A database consisting of just email addresses is of limited use in planned email marketing. Information alone is not enough. What you need is relevant information. But that leads to the question: what is relevant?
You will, of course, have your customers’ purchasing history and that must be included on the database. But a tick in the relevant box tells you very little beyond the fact that they have bought something.
The email itself, or at least their response to it, will provide considerable detail. For instance the percentage of times they open the email, and then click through. These statistics will provide a rather course way of judging the customer it is true so what you need to do is narrow the range.
For a more precise assessment of your customers you will want a certain systemised system to record key points about their habits. The most fundamental are:
• How often they purchase,
• How much they have paid,
• What they have bought, and
• How recent was their last purchase
The point of collecting and referencing this data is to predict a customer’s likely behaviour. Whilst it is accepted that this is less than precise, it is far from crude and, more to the point, it can be an effective marketing tool.
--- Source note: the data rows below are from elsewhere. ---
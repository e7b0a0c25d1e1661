//! Disk image builder laying out MBR and EBR sectors

use std::sync::Arc;

use crate::common::MemoryBlockDevice;
use mbr::{BackingStore, MemoryStore};

pub struct MbrImageBuilder {
    data: Vec<u8>,
}

#[allow(dead_code)]
impl MbrImageBuilder {
    /// Zero-filled image of `size` bytes
    pub fn new(size: usize) -> Self {
        Self {
            data: vec![0u8; size],
        }
    }

    /// Image starting out with `contents`
    pub fn from_contents(contents: Vec<u8>) -> Self {
        Self { data: contents }
    }

    /// Write the 0x55 0xAA trailer of the boot record at byte offset `at`
    pub fn boot_record(mut self, at: usize) -> Self {
        self.data[at + 510] = 0x55;
        self.data[at + 511] = 0xaa;
        self
    }

    /// Write the disk identity of the boot record at `at`
    pub fn disk_identity(mut self, at: usize, identity: u32) -> Self {
        self.data[at + 440..at + 444].copy_from_slice(&identity.to_le_bytes());
        self
    }

    /// Write partition entry `slot` of the boot record at `at` and sign it
    pub fn entry(
        mut self,
        at: usize,
        slot: usize,
        partition_type: u8,
        start_lba: u32,
        sector_count: u32,
    ) -> Self {
        let start = at + 446 + slot * 16;
        self.data[start..start + 16].fill(0);
        self.data[start + 4] = partition_type;
        self.data[start + 8..start + 12].copy_from_slice(&start_lba.to_le_bytes());
        self.data[start + 12..start + 16].copy_from_slice(&sector_count.to_le_bytes());
        self.boot_record(at)
    }

    /// Overwrite bytes starting at `at`
    pub fn bytes(mut self, at: usize, contents: &[u8]) -> Self {
        self.data[at..at + contents.len()].copy_from_slice(contents);
        self
    }

    pub fn build(self) -> Vec<u8> {
        self.data
    }

    pub fn build_store(self) -> Arc<dyn BackingStore> {
        Arc::new(MemoryStore::new(self.data))
    }

    pub fn build_device(self, block_size: usize) -> MemoryBlockDevice {
        MemoryBlockDevice::with_block_size(self.data, block_size)
    }
}
//! Extended boot record chain resolution
//!
//! Walks the MBR and every EBR it links to, collecting non-empty,
//! non-extended entries in discovery order:
//!
//! 1. Read the MBR at offset 0 (depth 0)
//! 2. Primary entries of a table become descriptors; at most one entry may be
//!    an extended pointer, its EBR is read immediately
//! 3. While reading the EBR linked from the MBR, failures caused by a wrong
//!    sector size are retried with the size doubled, up to 4096 bytes
//! 4. The walk continues at the EBR with depth + 1
//!
//! Nothing is committed to the volume until the whole chain is read.

use alloc::vec::Vec;

use log::{debug, trace, warn};

use crate::error::{MbrError, Result};
use crate::io::{BackingStore, CancellationToken};
use crate::record::{BootRecord, PartitionEntry};
use crate::types::MAXIMUM_BYTES_PER_SECTOR;
use crate::utils::sector::sector_to_offset;
use crate::volume::PartitionDescriptor;

/// Outcome of a successful chain walk
#[derive(Debug)]
pub(crate) struct ResolvedChain {
    pub disk_identity: u32,
    pub bytes_per_sector: u32,
    /// An EBR was read, so the sector size is now fixed
    pub sector_size_latched: bool,
    pub partitions: Vec<PartitionDescriptor>,
}

/// Walk state, one per open
pub(crate) struct ChainResolver<'a> {
    store: &'a dyn BackingStore,
    abort: &'a CancellationToken,
    bytes_per_sector: u32,
    maximum_depth: usize,
    sector_size_latched: bool,
    partitions: Vec<PartitionDescriptor>,
}

impl<'a> ChainResolver<'a> {
    pub fn new(
        store: &'a dyn BackingStore,
        abort: &'a CancellationToken,
        bytes_per_sector: u32,
        maximum_depth: usize,
    ) -> Self {
        Self {
            store,
            abort,
            bytes_per_sector,
            maximum_depth,
            sector_size_latched: false,
            partitions: Vec::new(),
        }
    }

    /// Read the MBR and follow the extended partition chain to its end
    pub fn resolve(mut self) -> Result<ResolvedChain> {
        let mut record = self.read_record(0)?;
        let disk_identity = record.disk_identity;

        debug!("master boot record: disk identity 0x{:08x}", disk_identity);

        let mut table_offset = 0i64;
        let mut depth = 0usize;

        loop {
            if depth > self.maximum_depth {
                warn!(
                    "extended partition chain exceeds maximum depth {}",
                    self.maximum_depth
                );
                return Err(MbrError::OutOfBounds);
            }

            let Some((next_offset, next_record)) = self.walk_table(&record, table_offset, depth)?
            else {
                break;
            };

            if next_offset == 0 || next_offset == table_offset {
                warn!("unsupported extended partition record offset {}", next_offset);
                return Err(MbrError::OutOfBounds);
            }

            record = next_record;
            table_offset = next_offset;
            depth += 1;
        }

        debug!(
            "resolved {} partitions over {} boot records, {} bytes per sector",
            self.partitions.len(),
            depth + 1,
            self.bytes_per_sector
        );

        Ok(ResolvedChain {
            disk_identity,
            bytes_per_sector: self.bytes_per_sector,
            sector_size_latched: self.sector_size_latched,
            partitions: self.partitions,
        })
    }

    /// Collect the entries of one table
    ///
    /// # Returns
    /// Offset and contents of the linked EBR, if the table has an extended entry
    fn walk_table(
        &mut self,
        record: &BootRecord,
        table_offset: i64,
        depth: usize,
    ) -> Result<Option<(i64, BootRecord)>> {
        let mut extended = None;

        for entry in record.used_entries() {
            if entry.is_extended() {
                if extended.is_some() {
                    warn!("more than one extended partition entry at offset {}", table_offset);
                    return Err(MbrError::UnsupportedLayout);
                }
                extended = Some(self.read_extended(entry, table_offset, depth)?);
            } else {
                trace!(
                    "partition entry {}: type 0x{:02x}, start {}, {} sectors",
                    entry.index,
                    entry.partition_type,
                    entry.start_lba,
                    entry.sector_count
                );
                self.partitions
                    .push(PartitionDescriptor::from_entry(entry, table_offset));
            }
        }

        Ok(extended)
    }

    /// Read the EBR an extended entry points to
    ///
    /// Only the EBR linked from the MBR may change the sector size.
    fn read_extended(
        &mut self,
        entry: &PartitionEntry,
        table_offset: i64,
        depth: usize,
    ) -> Result<(i64, BootRecord)> {
        loop {
            let offset = sector_to_offset(table_offset, entry.start_lba, self.bytes_per_sector)?;

            debug!(
                "reading extended partition record at offset {} (0x{:08x})",
                offset, offset
            );

            match self.read_record(offset) {
                Ok(record) => {
                    self.sector_size_latched = true;
                    return Ok((offset, record));
                }
                Err(MbrError::InvalidSignature | MbrError::ReadFailed)
                    if depth == 0 && self.bytes_per_sector < MAXIMUM_BYTES_PER_SECTOR =>
                {
                    self.bytes_per_sector *= 2;
                    debug!("retrying with {} bytes per sector", self.bytes_per_sector);
                }
                Err(err @ (MbrError::Cancelled | MbrError::NotOpen)) => return Err(err),
                Err(err) => {
                    warn!("unable to read extended partition record at offset {}: {}", offset, err);
                    return Err(MbrError::ReadFailed);
                }
            }
        }
    }

    fn read_record(&self, offset: i64) -> Result<BootRecord> {
        if self.abort.is_cancelled() {
            return Err(MbrError::Cancelled);
        }
        BootRecord::read_from(self.store, offset)
    }
}
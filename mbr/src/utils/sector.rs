//! Sector alignment and offset calculation utilities
//!
//! Sector sizes are only known at runtime (512 to 4096 bytes), so every helper
//! takes the active `bytes_per_sector`.

use crate::error::{MbrError, Result};

/// Convert a sector number relative to a partition table into an absolute byte offset
///
/// `table_offset + sector * bytes_per_sector`, rejecting results that do not
/// fit a signed 64-bit offset.
pub fn sector_to_offset(table_offset: i64, sector: u32, bytes_per_sector: u32) -> Result<i64> {
    let relative = i64::from(sector)
        .checked_mul(i64::from(bytes_per_sector))
        .ok_or(MbrError::OutOfBounds)?;
    table_offset.checked_add(relative).ok_or(MbrError::OutOfBounds)
}

/// Convert a sector count into a byte count
pub fn sectors_to_bytes(count: u32, bytes_per_sector: u32) -> u64 {
    // u32 * u32 always fits in u64
    u64::from(count) * u64::from(bytes_per_sector)
}

/// Align value to sector boundary (round down)
pub fn align_down(value: u64, bytes_per_sector: u32) -> u64 {
    let bps = u64::from(bytes_per_sector);
    value - (value % bps)
}
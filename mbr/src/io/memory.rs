//! In-memory backing store

use alloc::vec::Vec;
use core::sync::atomic::{AtomicBool, Ordering};

use super::BackingStore;
use crate::error::{MbrError, Result};

/// Backing store over a byte buffer, e.g. a disk image loaded into memory
#[derive(Debug)]
pub struct MemoryStore {
    data: Vec<u8>,
    open: AtomicBool,
}

impl MemoryStore {
    /// Create a closed store over `data`
    pub fn new(data: Vec<u8>) -> Self {
        Self {
            data,
            open: AtomicBool::new(false),
        }
    }

    /// Raw contents of the store
    pub fn data(&self) -> &[u8] {
        &self.data
    }
}

impl BackingStore for MemoryStore {
    fn open(&self) -> Result<()> {
        self.open.store(true, Ordering::Release);
        Ok(())
    }

    fn close(&self) -> Result<()> {
        self.open.store(false, Ordering::Release);
        Ok(())
    }

    fn is_open(&self) -> bool {
        self.open.load(Ordering::Acquire)
    }

    fn size(&self) -> Result<u64> {
        Ok(self.data.len() as u64)
    }

    fn read_at(&self, buf: &mut [u8], offset: u64) -> Result<usize> {
        if !self.is_open() {
            return Err(MbrError::NotOpen);
        }
        let start = match usize::try_from(offset) {
            Ok(start) if start < self.data.len() => start,
            _ => return Ok(0),
        };

        let len = buf.len().min(self.data.len() - start);
        buf[..len].copy_from_slice(&self.data[start..start + len]);
        Ok(len)
    }
}
//! Per-volume IO state: sector size and abort flag

use alloc::sync::Arc;
use core::sync::atomic::{AtomicBool, Ordering};

use crate::types::DEFAULT_BYTES_PER_SECTOR;

/// Shared abort flag
///
/// Clones observe the same flag, so a token handed to another thread can
/// interrupt a chain walk or partition read in progress. Long operations poll
/// the flag before each backing store read.
#[derive(Debug, Clone, Default)]
pub struct CancellationToken(Arc<AtomicBool>);

impl CancellationToken {
    /// Create a token that is not cancelled
    pub fn new() -> Self {
        Self::default()
    }

    /// Request cancellation
    pub fn cancel(&self) {
        self.0.store(true, Ordering::Release);
    }

    /// Whether cancellation was requested
    pub fn is_cancelled(&self) -> bool {
        self.0.load(Ordering::Acquire)
    }

    /// Clear a previous cancellation request
    pub fn reset(&self) {
        self.0.store(false, Ordering::Release);
    }
}

/// IO configuration shared by a volume and the readers it creates
#[derive(Debug, Clone)]
pub struct IoHandle {
    /// Sector size used for all LBA to byte conversions
    pub bytes_per_sector: u32,

    /// Abort flag
    pub abort: CancellationToken,
}

impl IoHandle {
    /// Create a handle with 512-byte sectors and no pending abort
    pub fn new() -> Self {
        Self {
            bytes_per_sector: DEFAULT_BYTES_PER_SECTOR,
            abort: CancellationToken::new(),
        }
    }

    /// Reset to the initial state
    pub fn clear(&mut self) {
        self.bytes_per_sector = DEFAULT_BYTES_PER_SECTOR;
        self.abort.reset();
    }
}

impl Default for IoHandle {
    fn default() -> Self {
        Self::new()
    }
}
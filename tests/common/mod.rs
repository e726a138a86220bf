//! Shared utilities for integration testing.

use std::future::Future;
use std::net::SocketAddr;
use std::sync::atomic::{AtomicUsize, Ordering};
use std::sync::Arc;
use std::time::Duration;

use eth_failover_proxy::config::ProxyConfig;
use eth_failover_proxy::http::HttpServer;
use eth_failover_proxy::lifecycle::Shutdown;
use tokio::io::{AsyncReadExt, AsyncWriteExt};
use tokio::net::{TcpListener, TcpStream};

/// Read one HTTP/1.1 request (headers plus Content-Length body).
async fn read_request(socket: &mut TcpStream) -> Option<String> {
    let mut buf = Vec::new();
    let mut chunk = [0u8; 4096];

    let header_end = loop {
        let n = socket.read(&mut chunk).await.ok()?;
        if n == 0 {
            return None;
        }
        buf.extend_from_slice(&chunk[..n]);
        if let Some(pos) = buf.windows(4).position(|w| w == b"\r\n\r\n") {
            break pos + 4;
        }
    };

    let headers = String::from_utf8_lossy(&buf[..header_end]).to_lowercase();
    let content_length = headers
        .lines()
        .find_map(|line| line.strip_prefix("content-length:"))
        .and_then(|v| v.trim().parse::<usize>().ok())
        .unwrap_or(0);

    while buf.len() < header_end + content_length {
        let n = socket.read(&mut chunk).await.ok()?;
        if n == 0 {
            break;
        }
        buf.extend_from_slice(&chunk[..n]);
    }

    Some(String::from_utf8_lossy(&buf[header_end..]).into_owned())
}

fn status_line(status: u16) -> &'static str {
    match status {
        200 => "200 OK",
        404 => "404 Not Found",
        429 => "429 Too Many Requests",
        500 => "500 Internal Server Error",
        502 => "502 Bad Gateway",
        503 => "503 Service Unavailable",
        _ => "200 OK",
    }
}

/// A mock provider: answers every request with whatever `f` returns and
/// counts hits.
#[allow(dead_code)]
pub struct MockProvider {
    pub addr: SocketAddr,
    pub hits: Arc<AtomicUsize>,
}

#[allow(dead_code)]
impl MockProvider {
    pub fn url(&self) -> String {
        format!("http://{}/", self.addr)
    }

    pub fn hits(&self) -> usize {
        self.hits.load(Ordering::SeqCst)
    }
}

/// Start a programmable provider. `f` receives the request body.
pub async fn start_programmable_provider<F, Fut>(f: F) -> MockProvider
where
    F: Fn(String) -> Fut + Send + Sync + 'static,
    Fut: Future<Output = (u16, String)> + Send + 'static,
{
    let listener = TcpListener::bind("127.0.0.1:0").await.unwrap();
    let addr = listener.local_addr().unwrap();
    let hits = Arc::new(AtomicUsize::new(0));
    let f = Arc::new(f);
    let counter = hits.clone();

    tokio::spawn(async move {
        loop {
            match listener.accept().await {
                Ok((mut socket, _)) => {
                    let f = f.clone();
                    let counter = counter.clone();
                    tokio::spawn(async move {
                        let Some(body) = read_request(&mut socket).await else {
                            return;
                        };
                        counter.fetch_add(1, Ordering::SeqCst);
                        let (status, response) = f(body).await;
                        let response_str = format!(
                            "HTTP/1.1 {}\r\nContent-Type: application/json\r\nContent-Length: {}\r\nConnection: close\r\n\r\n{}",
                            status_line(status),
                            response.len(),
                            response
                        );
                        let _ = socket.write_all(response_str.as_bytes()).await;
                        let _ = socket.shutdown().await;
                    });
                }
                Err(_) => break,
            }
        }
    });

    MockProvider { addr, hits }
}

/// Start a provider that always answers with a fixed status and body.
#[allow(dead_code)]
pub async fn start_fixed_provider(status: u16, body: &'static str) -> MockProvider {
    start_programmable_provider(move |_| async move { (status, body.to_string()) }).await
}

/// Start a provider that never answers within `delay`.
#[allow(dead_code)]
pub async fn start_stalled_provider(delay: Duration) -> MockProvider {
    start_programmable_provider(move |_| async move {
        tokio::time::sleep(delay).await;
        (200, r#"{"jsonrpc":"2.0","id":1,"result":"late"}"#.to_string())
    })
    .await
}

/// A URL on loopback that refuses connections.
#[allow(dead_code)]
pub fn refused_url() -> String {
    let listener = std::net::TcpListener::bind("127.0.0.1:0").unwrap();
    let addr = listener.local_addr().unwrap();
    drop(listener);
    format!("http://{}/", addr)
}

/// Start the proxy on an ephemeral port.
pub async fn start_proxy(providers: Vec<String>, timeout_secs: u64) -> (SocketAddr, Shutdown) {
    let mut config = ProxyConfig::default();
    config.listener.bind_address = "127.0.0.1:0".to_string();
    config.upstream.providers = providers;
    config.upstream.timeout_secs = timeout_secs;

    let listener = TcpListener::bind("127.0.0.1:0").await.unwrap();
    let addr = listener.local_addr().unwrap();

    let server = HttpServer::new(config).unwrap();
    let shutdown = Shutdown::new();
    let server_shutdown = shutdown.subscribe();

    tokio::spawn(async move {
        let _ = server.run(listener, server_shutdown).await;
    });

    (addr, shutdown)
}

pub fn client() -> reqwest::Client {
    reqwest::Client::builder()
        .pool_max_idle_per_host(0)
        .no_proxy()
        .build()
        .unwrap()
}
//! HTTP server setup and configuration.
//!
//! # Responsibilities
//! - Create Axum Router with the RPC and health handlers
//! - Wire up middleware (request ID, tracing, body limit)
//! - Serve on a bound listener until shutdown is signalled

use axum::{
    extract::DefaultBodyLimit,
    routing::{get, post},
    Router,
};
use std::net::SocketAddr;
use std::sync::Arc;
use tokio::net::TcpListener;
use tokio::sync::broadcast;
use tower_http::{limit::RequestBodyLimitLayer, trace::TraceLayer};

use crate::config::ProxyConfig;
use crate::dispatch::{Dispatcher, SetupError};
use crate::http::handlers::{health_handler, rpc_handler};
use crate::http::request::{propagate_request_id_layer, request_span, set_request_id_layer};

/// Application state injected into handlers.
#[derive(Clone, Debug)]
pub struct AppState {
    pub dispatcher: Arc<Dispatcher>,
}

/// HTTP server for the failover proxy.
pub struct HttpServer {
    router: Router,
    config: ProxyConfig,
}

impl HttpServer {
    /// Create a server whose dispatcher talks HTTP to the configured providers.
    pub fn new(config: ProxyConfig) -> Result<Self, SetupError> {
        let dispatcher = Dispatcher::from_config(&config.upstream)?;
        Ok(Self::with_dispatcher(config, dispatcher))
    }

    /// Create a server around an already built dispatcher.
    pub fn with_dispatcher(config: ProxyConfig, dispatcher: Dispatcher) -> Self {
        let state = AppState {
            dispatcher: Arc::new(dispatcher),
        };
        let router = Self::build_router(&config, state);
        Self { router, config }
    }

    /// Build the Axum router with all middleware layers.
    fn build_router(config: &ProxyConfig, state: AppState) -> Router {
        Router::new()
            .route("/", post(rpc_handler))
            .route("/health", get(health_handler))
            .with_state(state)
            .layer(DefaultBodyLimit::disable())
            .layer(RequestBodyLimitLayer::new(config.listener.max_body_size))
            .layer(propagate_request_id_layer())
            .layer(TraceLayer::new_for_http().make_span_with(request_span))
            .layer(set_request_id_layer())
    }

    /// The fully layered router, for in-process use.
    pub fn router(&self) -> Router {
        self.router.clone()
    }

    /// Run the server, accepting connections on the given listener.
    pub async fn run(
        self,
        listener: TcpListener,
        mut shutdown: broadcast::Receiver<()>,
    ) -> Result<(), std::io::Error> {
        let addr = listener.local_addr()?;
        tracing::info!(
            address = %addr,
            providers = self.config.upstream.providers.len(),
            timeout_secs = self.config.upstream.timeout_secs,
            "HTTP server starting"
        );

        let app = self.router.into_make_service_with_connect_info::<SocketAddr>();

        axum::serve(listener, app)
            .with_graceful_shutdown(async move {
                let _ = shutdown.recv().await;
                tracing::info!("Shutdown signal received, draining connections");
            })
            .await?;

        tracing::info!("HTTP server stopped");
        Ok(())
    }
}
The record will show not only how often they have completed a purchase with you but other rates, such as how often their purchases have corresponded with an email campaign. Depending on your product, frequency of visits to a website can be included.
This will not be just a case of total value of their orders. An average might be more appropriate depending on your product, and it is also useful to have it averaged out over a period of time, the length depending again on what you sell.
Type of purchase
You need to know not only what items they have purchased but what relevance these had to any recent purchases. If they bought a product such as a printer from you, their purchase of ink cartridges will tell you much about them.
The timing of their last purchase can of considerable use on its own. But again, it is not only purchases that we need to record but also the last time they opened a marketing email, clicked through to the microsite or logged on to the website.
Further, with an integrated marketing strategy where other forms of media are used to support your email marketing, you will need to include the date of, for instance, any direct mail sent, or phone calls made, to the customer.
The point of a database is that it should consist of relevant and quantifiable information so that it can lead in classifying the customer. Whilst it has to be accepted that it can be a broad brush, what it is not is arbitrary. It is discrimination in its best sense. It predicts what a customer’s preferences are, what might put them off and, most importantly, it predicts their likely response to an email.